Lectura: «Nos predestinó para que por medio de Jesucristo fuéramos adoptados como hijos suyos, según el beneplácito de su voluntad.» (Efesios 1:5)
Al principio del año, no es raro que tomemos varias decisiones. ¿Pero cuántos de ellos quedan en las semanas? Desafortunadamente, muchos cambian, incluidos aquellos relacionados con perder peso y hacer más ejercicio. Pero, ¿y si pudieras empezar el año con la certeza de una decisión que impacta tu vida y que jamás será alterada?
Esa decisión existe. En Efesios 1, encontramos una de las verdades más impactantes para nuestras vidas: «Nos predestinó para que por medio de Jesucristo fuéramos adoptados como hijos suyos, según el beneplácito de su voluntad.» (Efesios 1:5). Esta decisión no depende de nuestra voluntad ni de nuestro valor y no puede ser deshecha por ninguna persona ni circunstancia. Se basa en el inmenso amor que Dios siente por nosotros, fruto de su gracia, que nos ha rodeado desde antes de la fundación del mundo.

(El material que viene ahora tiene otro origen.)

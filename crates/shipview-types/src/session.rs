//! Session vocabulary: coarse states, maps and the raw probe.

use std::fmt;

use serde::{Deserialize, Serialize};

/// Coarse state of the local client.
#[derive(Debug, Clone, Copy, PartialEq, Eq, Hash, Serialize, Deserialize)]
#[serde(rename_all = "SCREAMING_SNAKE_CASE")]
pub enum SessionState {
    Lobby,
    Matching,
    Ship,
}

impl SessionState {
    pub fn as_str(self) -> &'static str {
        match self {
            SessionState::Lobby => "LOBBY",
            SessionState::Matching => "MATCHING",
            SessionState::Ship => "SHIP",
        }
    }
}

impl fmt::Display for SessionState {
    fn fmt(&self, f: &mut fmt::Formatter<'_>) -> fmt::Result {
        f.write_str(self.as_str())
    }
}

/// Playable maps, identified by the ship-status type the game instantiates.
#[derive(Debug, Clone, Copy, PartialEq, Eq, Hash, Serialize, Deserialize)]
#[serde(rename_all = "snake_case")]
pub enum MapId {
    Skeld,
    Mira,
    Polus,
    Airship,
    Fungle,
}

impl MapId {
    /// Resolve a ship-status type name (e.g. `PolusShipStatus`).
    pub fn from_ship_status_type(type_name: &str) -> Option<Self> {
        match type_name.trim().to_ascii_lowercase().as_str() {
            "skeldshipstatus" => Some(MapId::Skeld),
            "mirashipstatus" => Some(MapId::Mira),
            "polusshipstatus" => Some(MapId::Polus),
            "airshipstatus" => Some(MapId::Airship),
            "fungleshipstatus" => Some(MapId::Fungle),
            _ => None,
        }
    }

    pub fn label(self) -> &'static str {
        match self {
            MapId::Skeld => "SKELD",
            MapId::Mira => "MIRA",
            MapId::Polus => "POLUS",
            MapId::Airship => "AIRSHIP",
            MapId::Fungle => "FUNGLE",
        }
    }
}

impl fmt::Display for MapId {
    fn fmt(&self, f: &mut fmt::Formatter<'_>) -> fmt::Result {
        f.write_str(self.label())
    }
}

/// Raw session indicators as reported by the collaborator.
///
/// Every field is independently optional: `None` means the collaborator
/// could not determine it on this read, not that it is false.
#[derive(Debug, Clone, Default, PartialEq, Eq, Serialize, Deserialize)]
#[serde(default)]
pub struct SessionProbe {
    /// A ship/gameplay context (ship status object with placed players) exists.
    pub ship_active: Option<bool>,
    /// The client has joined a room and is waiting for the game to start.
    pub matching_active: Option<bool>,
    /// Lobby-only UI (game creation, map picker) is instantiated.
    pub lobby_ui_present: Option<bool>,
    pub local_player_present: Option<bool>,
    pub game_data_present: Option<bool>,
    pub map: Option<MapId>,
}
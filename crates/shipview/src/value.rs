//! Values stored per category.

use std::collections::BTreeMap;

use serde::Serialize;
use shipview_types::{
    Category, ColorId, HudStatus, PlayerId, PlayerRecord, SessionProbe, TaskRecord,
};

use crate::throttle::PartialScan;

/// The cached value of one category.
#[derive(Debug, Clone, PartialEq, Serialize)]
#[serde(tag = "category", content = "value", rename_all = "snake_case")]
pub enum CategoryValue {
    Players(Vec<PlayerRecord>),
    Colors(BTreeMap<PlayerId, ColorId>),
    Tasks(BTreeMap<PlayerId, Vec<TaskRecord>>),
    Hud(PartialScan<HudStatus>),
    Session(SessionProbe),
}

impl CategoryValue {
    pub fn category(&self) -> Category {
        match self {
            CategoryValue::Players(_) => Category::Players,
            CategoryValue::Colors(_) => Category::Colors,
            CategoryValue::Tasks(_) => Category::Tasks,
            CategoryValue::Hud(_) => Category::Hud,
            CategoryValue::Session(_) => Category::Session,
        }
    }

    pub fn into_players(self) -> Option<Vec<PlayerRecord>> {
        match self {
            CategoryValue::Players(players) => Some(players),
            _ => None,
        }
    }

    pub fn into_colors(self) -> Option<BTreeMap<PlayerId, ColorId>> {
        match self {
            CategoryValue::Colors(colors) => Some(colors),
            _ => None,
        }
    }

    pub fn into_tasks(self) -> Option<BTreeMap<PlayerId, Vec<TaskRecord>>> {
        match self {
            CategoryValue::Tasks(tasks) => Some(tasks),
            _ => None,
        }
    }

    pub fn into_hud(self) -> Option<PartialScan<HudStatus>> {
        match self {
            CategoryValue::Hud(scan) => Some(scan),
            _ => None,
        }
    }

    pub fn into_session(self) -> Option<SessionProbe> {
        match self {
            CategoryValue::Session(probe) => Some(probe),
            _ => None,
        }
    }
}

Esta decisión afecta nuestras vidas y nuestras elecciones. La fe nos guía a actuar, gestionando nuestras vidas bajo la gracia y guía de Dios. Sabemos la importancia de cuidar las áreas esenciales de la vida, como la salud y la alimentación, pero especialmente nuestra salud espiritual. En Jesús, tenemos alimento diario que nos mantiene firmes en la seguridad de que le pertenecemos y que todas nuestras decisiones -completas o imperfectas- están en sus manos, hoy y cada día de un nuevo año.
En la fe en Jesús, sabemos que Dios ya ha decidido: somos niños amados por el Padre. Esta verdad está por encima de cualquier decisión humana. En él, tenemos una herencia que ninguna otra decisión puede arrebatarnos, ni de nuestras manos ni de nuestros corazones.
Oremos: Señor, guíanos para vivir con esperanza, sabiendo que todo está en tus manos. En el nombre de Jesús. Amén.